Source data
——————

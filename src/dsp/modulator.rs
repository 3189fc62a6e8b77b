//! # Delta-Sigma Modulator
//!
//! The analog core of the chip: two leaky integrators feeding a one-bit
//! quantizer, with the quantizer's output fed back through a one-bit DAC.
//!
//! ```text
//!              dither
//!                │
//! input ──►(+)──(+)──► ∫ leak1 ──► ∫ leak2 ──► [≥ 0 ?] ──┬──► bit
//!           ▲ -                                          │
//!           └────────────── ±DAC_LEVEL ◄─────────────────┘
//! ```
//!
//! The density of ones in the output stream tracks the input amplitude.
//! The leak coefficients keep the integrators bounded when the loop is
//! overloaded. A small amount of dither keeps a silent input from settling
//! into a short repeating bit pattern, which would be heard as an idle tone.

/// Analog level the one-bit DAC produces for a `1` (and negated for `0`).
pub const DAC_LEVEL: f32 = 0.7;

const K1: f32 = 0.8;
const K2: f32 = 0.4;
const LEAK1: f32 = 0.9995;
const LEAK2: f32 = 0.9990;
const DITHER_AMOUNT: f32 = 0.02;

/// Seed used after construction and whenever no explicit seed was given.
pub const DEFAULT_DITHER_SEED: u32 = 0x1234_5678;

/// Zero-order-hold level for a stored bit.
#[inline]
pub fn bit_level(bit: bool) -> f32 {
    if bit {
        DAC_LEVEL
    } else {
        -DAC_LEVEL
    }
}

/// Marsaglia's 32-bit xorshift generator.
#[derive(Debug, Clone)]
pub struct Xorshift32 {
    state: u32,
}

impl Xorshift32 {
    /// A zero seed would lock the generator at zero forever, so it is
    /// replaced by [`DEFAULT_DITHER_SEED`].
    pub fn new(seed: u32) -> Self {
        Self {
            state: if seed == 0 { DEFAULT_DITHER_SEED } else { seed },
        }
    }

    #[inline]
    pub fn next_u32(&mut self) -> u32 {
        let mut x = self.state;
        x ^= x << 13;
        x ^= x >> 17;
        x ^= x << 5;
        self.state = x;
        x
    }

    /// Next draw mapped to `[-1, 1)`.
    #[inline]
    pub fn next_bipolar(&mut self) -> f32 {
        self.next_u32() as i32 as f32 * (1.0 / 2_147_483_648.0)
    }
}

/// The modulator's integrators, quantizer state and dither source.
#[derive(Debug, Clone)]
pub struct DeltaSigmaModulator {
    integrator1: f32,
    integrator2: f32,
    bit: bool,
    seed: u32,
    rng: Xorshift32,
}

impl Default for DeltaSigmaModulator {
    fn default() -> Self {
        Self::new(DEFAULT_DITHER_SEED)
    }
}

impl DeltaSigmaModulator {
    pub fn new(seed: u32) -> Self {
        Self {
            integrator1: 0.0,
            integrator2: 0.0,
            bit: false,
            seed,
            rng: Xorshift32::new(seed),
        }
    }

    /// Change the dither seed and restart the generator from it. Later
    /// calls to [`reset`](Self::reset) return to this seed.
    pub fn set_seed(&mut self, seed: u32) {
        self.seed = seed;
        self.rng = Xorshift32::new(seed);
    }

    /// Zero the integrators and the output bit and restart the dither
    /// sequence from the configured seed.
    pub fn reset(&mut self) {
        self.integrator1 = 0.0;
        self.integrator2 = 0.0;
        self.bit = false;
        self.rng = Xorshift32::new(self.seed);
    }

    /// Triangular-ish dither: the mean of two uniform draws, scaled down.
    #[inline]
    fn dither(&mut self) -> f32 {
        let u1 = self.rng.next_bipolar();
        let u2 = self.rng.next_bipolar();
        (u1 + u2) * 0.5 * DITHER_AMOUNT
    }

    /// Run one modulator tick on an already scaled input and return the
    /// new output bit.
    ///
    /// `integrator_gain` is the first integrator's gain, set by the
    /// integrating capacitor.
    #[inline]
    pub fn tick(&mut self, input: f32, integrator_gain: f32) -> bool {
        let error = input - bit_level(self.bit) + self.dither();

        self.integrator1 = (self.integrator1 + error * K1 * integrator_gain) * LEAK1;
        self.integrator2 = (self.integrator2 + self.integrator1 * K2) * LEAK2;

        self.bit = self.integrator2 >= 0.0;
        self.bit
    }

    /// Most recent output bit.
    pub fn bit(&self) -> bool {
        self.bit
    }
}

——————

*TASK TO CARRY OUT*
An exact, complete copy of the lines above from the one with "the loop is" through the one with "Analog level the" is the whole answer.

*RESULT OF THE EXERCISE*
//! The leak coefficients keep the integrators bounded when the loop is
//! overloaded. A small amount of dither keeps a silent input from settling
//! into a short repeating bit pattern, which would be heard as an idle tone.

/// Analog level the one-bit DAC produces for a `1` (and negated for `0`).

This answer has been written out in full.